** Opening DATA IN THIS EXERCISE block **

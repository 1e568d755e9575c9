//! HTTP handlers and route configuration.

mod advice;
mod auth;
mod health;
mod month;
mod user;
mod weather;

use actix_web::web;

/// Configure all application routes.
pub fn configure_routes(cfg: &mut web::ServiceConfig) {
    cfg.service(
        web::scope("/api")
            .route("/health", web::get().to(health::health_check))
            .route("/mois", web::get().to(month::list))
            .service(
                web::scope("/conseil")
                    .route("", web::get().to(advice::current_month))
                    .route("/{month}", web::get().to(advice::by_month))
                    .route("/{id}", web::delete().to(advice::delete))
                    .route("/{months}/{detail}", web::post().to(advice::create))
                    .route("/{id}/{months}", web::put().to(advice::update_months))
                    .route("/{id}/{months}/{detail}", web::put().to(advice::update)),
            )
            .service(
                web::scope("/user")
                    .route("/{login}/{password}/{city}", web::post().to(user::create))
                    .route("/{id}/{city}", web::put().to(user::relocate))
                    .route("/{id}", web::delete().to(user::delete)),
            )
            .service(
                web::scope("/auth")
                    .route("/login", web::post().to(auth::login))
                    .route("/me", web::get().to(auth::me)),
            )
            .service(
                web::scope("/meteo")
                    .route("", web::get().to(weather::for_current_user))
                    .route("/{city}", web::get().to(weather::for_city)),
            ),
    );
}

#[cfg(test)]
pub(crate) mod test_support {
    use std::collections::HashMap;
    use std::sync::Arc;
    use std::sync::atomic::{AtomicUsize, Ordering};
    use std::time::Duration;

    use actix_web::{App, body::MessageBody, dev::ServiceFactory, dev::ServiceRequest, dev::ServiceResponse, web};
    use async_trait::async_trait;

    use almanac_core::domain::{CurrentConditions, GeocodedPlace};
    use almanac_core::ports::{PasswordService, TokenService, WeatherApi, WeatherApiError};
    use almanac_infra::{Argon2PasswordService, JwtConfig, JwtTokenService};

    use crate::state::AppState;

    /// Knows every city except "Atlantis"; localizes "London" to "Londres".
    #[derive(Default)]
    pub struct StubWeatherApi {
        pub weather_calls: AtomicUsize,
        pub failing: bool,
    }

    #[async_trait]
    impl WeatherApi for StubWeatherApi {
        async fn geocode(&self, city: &str) -> Result<Option<GeocodedPlace>, WeatherApiError> {
            if city == "Atlantis" {
                return Ok(None);
            }
            let mut local_names = HashMap::new();
            if city == "London" {
                local_names.insert("fr".to_string(), "Londres".to_string());
            }
            Ok(Some(GeocodedPlace {
                name: city.to_string(),
                local_names,
                latitude: 48.85,
                longitude: 2.35,
                country: "FR".to_string(),
            }))
        }

        async fn current_weather(
            &self,
            _latitude: f64,
            _longitude: f64,
        ) -> Result<CurrentConditions, WeatherApiError> {
            self.weather_calls.fetch_add(1, Ordering::SeqCst);
            if self.failing {
                return Err(WeatherApiError::Status(503));
            }
            Ok(CurrentConditions {
                description: "ciel dégagé".to_string(),
            })
        }
    }

    pub fn test_state(api: Arc<StubWeatherApi>) -> AppState {
        AppState::in_memory(api, Duration::from_secs(3600))
    }

    pub fn test_app(
        state: AppState,
    ) -> App<
        impl ServiceFactory<
            ServiceRequest,
            Config = (),
            Response = ServiceResponse<impl MessageBody>,
            Error = actix_web::Error,
            InitError = (),
        >,
    > {
        let token_service: Arc<dyn TokenService> = Arc::new(JwtTokenService::new(JwtConfig {
            secret: "test-secret".to_string(),
            ..JwtConfig::default()
        }));
        let password_service: Arc<dyn PasswordService> = Arc::new(Argon2PasswordService::new());

        App::new()
            .app_data(web::Data::new(state))
            .app_data(web::Data::new(token_service))
            .app_data(web::Data::new(password_service))
            .configure(super::configure_routes)
    }
}
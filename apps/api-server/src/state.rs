//! Application state - shared across all handlers.

use std::sync::Arc;
use std::time::Duration;

use almanac_core::ports::{
    AdviceRepository, GeoRepository, MonthRepository, UserRepository, WeatherApi,
    WeatherRepository,
};
use almanac_core::services::{GeoResolver, WeatherResolver};
use almanac_infra::{
    InMemoryAdviceRepository, InMemoryGeoRepository, InMemoryMonthRepository,
    InMemoryUserRepository, InMemoryWeatherRepository,
};

use crate::config::AppConfig;

#[cfg(feature = "postgres")]
use almanac_infra::database::{
    DatabaseConnections, PostgresAdviceRepository, PostgresGeoRepository,
    PostgresMonthRepository, PostgresUserRepository, PostgresWeatherRepository,
};

/// Shared application state.
#[derive(Clone)]
pub struct AppState {
    pub advices: Arc<dyn AdviceRepository>,
    pub months: Arc<dyn MonthRepository>,
    pub users: Arc<dyn UserRepository>,
    pub weather: Arc<WeatherResolver>,
    #[cfg(feature = "postgres")]
    pub db: Option<Arc<DatabaseConnections>>,
}

struct Repositories {
    advices: Arc<dyn AdviceRepository>,
    months: Arc<dyn MonthRepository>,
    users: Arc<dyn UserRepository>,
    geos: Arc<dyn GeoRepository>,
    readings: Arc<dyn WeatherRepository>,
}

impl Repositories {
    fn in_memory() -> Self {
        Self {
            advices: Arc::new(InMemoryAdviceRepository::new()),
            months: Arc::new(InMemoryMonthRepository::new()),
            users: Arc::new(InMemoryUserRepository::new()),
            geos: Arc::new(InMemoryGeoRepository::new()),
            readings: Arc::new(InMemoryWeatherRepository::new()),
        }
    }

    #[cfg(feature = "postgres")]
    fn postgres(db: &DatabaseConnections) -> Self {
        Self {
            advices: Arc::new(PostgresAdviceRepository::new(db.main.clone())),
            months: Arc::new(PostgresMonthRepository::new(db.main.clone())),
            users: Arc::new(PostgresUserRepository::new(db.main.clone())),
            geos: Arc::new(PostgresGeoRepository::new(db.main.clone())),
            readings: Arc::new(PostgresWeatherRepository::new(db.main.clone())),
        }
    }
}

impl AppState {
    /// Build the application state, on Postgres when it is reachable.
    pub async fn new(config: &AppConfig, api: Arc<dyn WeatherApi>) -> Self {
        #[cfg(feature = "postgres")]
        let (db, repos) = match &config.database {
            Some(db_config) => match DatabaseConnections::init(db_config).await {
                Ok(connections) => {
                    let repos = Repositories::postgres(&connections);
                    (Some(Arc::new(connections)), repos)
                }
                Err(e) => {
                    tracing::error!(
                        "Failed to connect to database: {}. Using in-memory fallback.",
                        e
                    );
                    (None, Repositories::in_memory())
                }
            },
            None => {
                tracing::warn!("DATABASE_URL not set. Running without database (in-memory mode).");
                (None, Repositories::in_memory())
            }
        };

        #[cfg(not(feature = "postgres"))]
        let repos = {
            tracing::info!("Running without postgres feature - using in-memory repositories");
            Repositories::in_memory()
        };

        #[allow(unused_mut)]
        let mut state = Self::assemble(
            repos,
            api,
            &config.weather.language,
            config.cache_duration,
        );

        #[cfg(feature = "postgres")]
        {
            state.db = db;
        }

        tracing::info!(
            cache_duration_secs = config.cache_duration.as_secs(),
            "Application state initialized"
        );
        state
    }

    /// State backed by in-memory repositories.
    #[cfg(test)]
    pub fn in_memory(api: Arc<dyn WeatherApi>, cache_duration: Duration) -> Self {
        Self::assemble(Repositories::in_memory(), api, "fr", cache_duration)
    }

    fn assemble(
        repos: Repositories,
        api: Arc<dyn WeatherApi>,
        language: &str,
        cache_duration: Duration,
    ) -> Self {
        let geo = GeoResolver::new(repos.geos, api.clone(), language);
        let weather = WeatherResolver::new(geo, repos.readings, api, cache_duration);

        Self {
            advices: repos.advices,
            months: repos.months,
            users: repos.users,
            weather: Arc::new(weather),
            #[cfg(feature = "postgres")]
            db: None,
        }
    }
}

** Closing DATA IN THIS EXERCISE block **

## YOUR INSTRUCTIONS
Look for "AppConfig" in each line of the material, then copy the lines where it is found.

## ANSWER BOX
use crate::config::AppConfig;
    pub async fn new(config: &AppConfig, api: Arc<dyn WeatherApi>) -> Self {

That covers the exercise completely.